%%

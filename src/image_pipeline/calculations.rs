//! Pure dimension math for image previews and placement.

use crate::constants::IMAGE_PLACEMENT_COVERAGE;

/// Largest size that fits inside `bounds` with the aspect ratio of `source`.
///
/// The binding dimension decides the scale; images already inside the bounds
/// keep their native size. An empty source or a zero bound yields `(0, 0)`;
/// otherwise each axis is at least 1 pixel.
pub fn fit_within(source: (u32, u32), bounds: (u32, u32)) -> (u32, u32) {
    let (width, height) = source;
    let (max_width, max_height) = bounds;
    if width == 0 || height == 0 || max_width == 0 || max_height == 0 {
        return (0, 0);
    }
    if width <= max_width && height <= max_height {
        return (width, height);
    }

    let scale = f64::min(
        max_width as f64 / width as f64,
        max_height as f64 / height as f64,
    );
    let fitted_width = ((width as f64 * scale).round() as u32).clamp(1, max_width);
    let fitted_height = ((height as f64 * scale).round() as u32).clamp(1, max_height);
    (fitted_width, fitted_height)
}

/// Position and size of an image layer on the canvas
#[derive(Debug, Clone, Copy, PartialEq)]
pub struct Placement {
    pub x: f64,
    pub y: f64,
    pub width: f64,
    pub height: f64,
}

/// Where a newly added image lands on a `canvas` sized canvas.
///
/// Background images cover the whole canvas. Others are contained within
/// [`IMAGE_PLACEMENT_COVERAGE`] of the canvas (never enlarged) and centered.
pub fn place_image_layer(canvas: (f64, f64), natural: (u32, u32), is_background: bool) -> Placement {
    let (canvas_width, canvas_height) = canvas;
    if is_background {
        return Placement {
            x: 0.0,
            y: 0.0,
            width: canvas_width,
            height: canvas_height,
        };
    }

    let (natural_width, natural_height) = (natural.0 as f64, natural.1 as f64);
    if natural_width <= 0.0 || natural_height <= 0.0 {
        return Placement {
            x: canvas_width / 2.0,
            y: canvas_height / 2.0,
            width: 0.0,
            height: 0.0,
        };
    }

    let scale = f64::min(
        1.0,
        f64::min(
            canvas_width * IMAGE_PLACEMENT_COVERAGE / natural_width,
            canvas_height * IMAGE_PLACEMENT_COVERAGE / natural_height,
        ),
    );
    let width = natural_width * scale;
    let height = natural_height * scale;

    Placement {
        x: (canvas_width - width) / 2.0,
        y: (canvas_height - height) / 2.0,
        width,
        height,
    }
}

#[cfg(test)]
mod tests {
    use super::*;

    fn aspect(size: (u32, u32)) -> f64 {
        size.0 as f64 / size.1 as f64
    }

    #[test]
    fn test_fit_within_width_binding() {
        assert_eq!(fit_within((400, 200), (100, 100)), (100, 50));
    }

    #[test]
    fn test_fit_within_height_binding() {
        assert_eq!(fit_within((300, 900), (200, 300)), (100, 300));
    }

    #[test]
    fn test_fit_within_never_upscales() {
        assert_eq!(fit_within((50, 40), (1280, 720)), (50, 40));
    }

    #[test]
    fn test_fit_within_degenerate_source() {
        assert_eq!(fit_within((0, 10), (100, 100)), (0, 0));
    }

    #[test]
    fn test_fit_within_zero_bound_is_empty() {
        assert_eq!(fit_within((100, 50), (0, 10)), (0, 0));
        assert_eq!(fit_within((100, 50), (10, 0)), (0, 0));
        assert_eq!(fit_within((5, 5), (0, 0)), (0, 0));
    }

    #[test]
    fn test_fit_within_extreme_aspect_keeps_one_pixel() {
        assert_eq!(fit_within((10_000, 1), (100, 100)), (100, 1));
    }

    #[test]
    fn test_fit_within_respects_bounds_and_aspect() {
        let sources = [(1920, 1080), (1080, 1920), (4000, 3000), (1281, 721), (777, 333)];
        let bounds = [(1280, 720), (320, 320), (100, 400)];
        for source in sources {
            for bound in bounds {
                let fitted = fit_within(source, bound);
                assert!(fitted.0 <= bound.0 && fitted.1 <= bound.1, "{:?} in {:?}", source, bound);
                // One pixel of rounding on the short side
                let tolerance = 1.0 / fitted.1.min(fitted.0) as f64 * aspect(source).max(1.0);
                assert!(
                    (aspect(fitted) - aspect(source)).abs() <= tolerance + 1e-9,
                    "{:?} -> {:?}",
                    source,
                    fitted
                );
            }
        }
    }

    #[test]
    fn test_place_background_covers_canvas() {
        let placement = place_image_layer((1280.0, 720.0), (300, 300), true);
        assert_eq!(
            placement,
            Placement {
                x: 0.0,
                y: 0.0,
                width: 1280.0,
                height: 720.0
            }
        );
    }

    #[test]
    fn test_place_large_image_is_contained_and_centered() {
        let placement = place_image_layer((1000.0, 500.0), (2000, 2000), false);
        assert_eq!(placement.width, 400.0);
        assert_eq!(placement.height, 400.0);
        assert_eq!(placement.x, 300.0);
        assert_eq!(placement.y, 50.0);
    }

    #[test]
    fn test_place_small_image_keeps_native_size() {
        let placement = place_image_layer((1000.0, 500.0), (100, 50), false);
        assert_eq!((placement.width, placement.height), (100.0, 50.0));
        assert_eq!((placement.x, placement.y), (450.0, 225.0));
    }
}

%%

Problem to work on - The answer should consist of all the lines above, retyped exactly.

Worked solution -
filename src/image_pipeline/calculations.rs
//! Pure dimension math for image previews and placement.

use crate::constants::IMAGE_PLACEMENT_COVERAGE;

/// Largest size that fits inside `bounds` with the aspect ratio of `source`.
///
/// The binding dimension decides the scale; images already inside the bounds
/// keep their native size. An empty source or a zero bound yields `(0, 0)`;
/// otherwise each axis is at least 1 pixel.
pub fn fit_within(source: (u32, u32), bounds: (u32, u32)) -> (u32, u32) {
    let (width, height) = source;
    let (max_width, max_height) = bounds;
    if width == 0 || height == 0 || max_width == 0 || max_height == 0 {
        return (0, 0);
    }
    if width <= max_width && height <= max_height {
        return (width, height);
    }

    let scale = f64::min(
        max_width as f64 / width as f64,
        max_height as f64 / height as f64,
    );
    let fitted_width = ((width as f64 * scale).round() as u32).clamp(1, max_width);
    let fitted_height = ((height as f64 * scale).round() as u32).clamp(1, max_height);
    (fitted_width, fitted_height)
}

/// Position and size of an image layer on the canvas
#[derive(Debug, Clone, Copy, PartialEq)]
pub struct Placement {
    pub x: f64,
    pub y: f64,
    pub width: f64,
    pub height: f64,
}

/// Where a newly added image lands on a `canvas` sized canvas.
///
/// Background images cover the whole canvas. Others are contained within
/// [`IMAGE_PLACEMENT_COVERAGE`] of the canvas (never enlarged) and centered.
pub fn place_image_layer(canvas: (f64, f64), natural: (u32, u32), is_background: bool) -> Placement {
    let (canvas_width, canvas_height) = canvas;
    if is_background {
        return Placement {
            x: 0.0,
            y: 0.0,
            width: canvas_width,
            height: canvas_height,
        };
    }

    let (natural_width, natural_height) = (natural.0 as f64, natural.1 as f64);
    if natural_width <= 0.0 || natural_height <= 0.0 {
        return Placement {
            x: canvas_width / 2.0,
            y: canvas_height / 2.0,
            width: 0.0,
            height: 0.0,
        };
    }

    let scale = f64::min(
        1.0,
        f64::min(
            canvas_width * IMAGE_PLACEMENT_COVERAGE / natural_width,
            canvas_height * IMAGE_PLACEMENT_COVERAGE / natural_height,
        ),
    );
    let width = natural_width * scale;
    let height = natural_height * scale;

    Placement {
        x: (canvas_width - width) / 2.0,
        y: (canvas_height - height) / 2.0,
        width,
        height,
    }
}

#[cfg(test)]
mod tests {
    use super::*;

    fn aspect(size: (u32, u32)) -> f64 {
        size.0 as f64 / size.1 as f64
    }

    #[test]
    fn test_fit_within_width_binding() {
        assert_eq!(fit_within((400, 200), (100, 100)), (100, 50));
    }

    #[test]
    fn test_fit_within_height_binding() {
        assert_eq!(fit_within((300, 900), (200, 300)), (100, 300));
    }

    #[test]
    fn test_fit_within_never_upscales() {
        assert_eq!(fit_within((50, 40), (1280, 720)), (50, 40));
    }

    #[test]
    fn test_fit_within_degenerate_source() {
        assert_eq!(fit_within((0, 10), (100, 100)), (0, 0));
    }

    #[test]
    fn test_fit_within_zero_bound_is_empty() {
        assert_eq!(fit_within((100, 50), (0, 10)), (0, 0));
        assert_eq!(fit_within((100, 50), (10, 0)), (0, 0));
        assert_eq!(fit_within((5, 5), (0, 0)), (0, 0));
    }

    #[test]
    fn test_fit_within_extreme_aspect_keeps_one_pixel() {
        assert_eq!(fit_within((10_000, 1), (100, 100)), (100, 1));
    }

    #[test]
    fn test_fit_within_respects_bounds_and_aspect() {
        let sources = [(1920, 1080), (1080, 1920), (4000, 3000), (1281, 721), (777, 333)];
        let bounds = [(1280, 720), (320, 320), (100, 400)];
        for source in sources {
            for bound in bounds {
                let fitted = fit_within(source, bound);
                assert!(fitted.0 <= bound.0 && fitted.1 <= bound.1, "{:?} in {:?}", source, bound);
                // One pixel of rounding on the short side
                let tolerance = 1.0 / fitted.1.min(fitted.0) as f64 * aspect(source).max(1.0);
                assert!(
                    (aspect(fitted) - aspect(source)).abs() <= tolerance + 1e-9,
                    "{:?} -> {:?}",
                    source,
                    fitted
                );
            }
        }
    }

    #[test]
    fn test_place_background_covers_canvas() {
        let placement = place_image_layer((1280.0, 720.0), (300, 300), true);
        assert_eq!(
            placement,
            Placement {
                x: 0.0,
                y: 0.0,
                width: 1280.0,
                height: 720.0
            }
        );
    }

    #[test]
    fn test_place_large_image_is_contained_and_centered() {
        let placement = place_image_layer((1000.0, 500.0), (2000, 2000), false);
        assert_eq!(placement.width, 400.0);
        assert_eq!(placement.height, 400.0);
        assert_eq!(placement.x, 300.0);
        assert_eq!(placement.y, 50.0);
    }

    #[test]
    fn test_place_small_image_keeps_native_size() {
        let placement = place_image_layer((1000.0, 500.0), (100, 50), false);
        assert_eq!((placement.width, placement.height), (100.0, 50.0));
        assert_eq!((placement.x, placement.y), (450.0, 225.0));
    }
}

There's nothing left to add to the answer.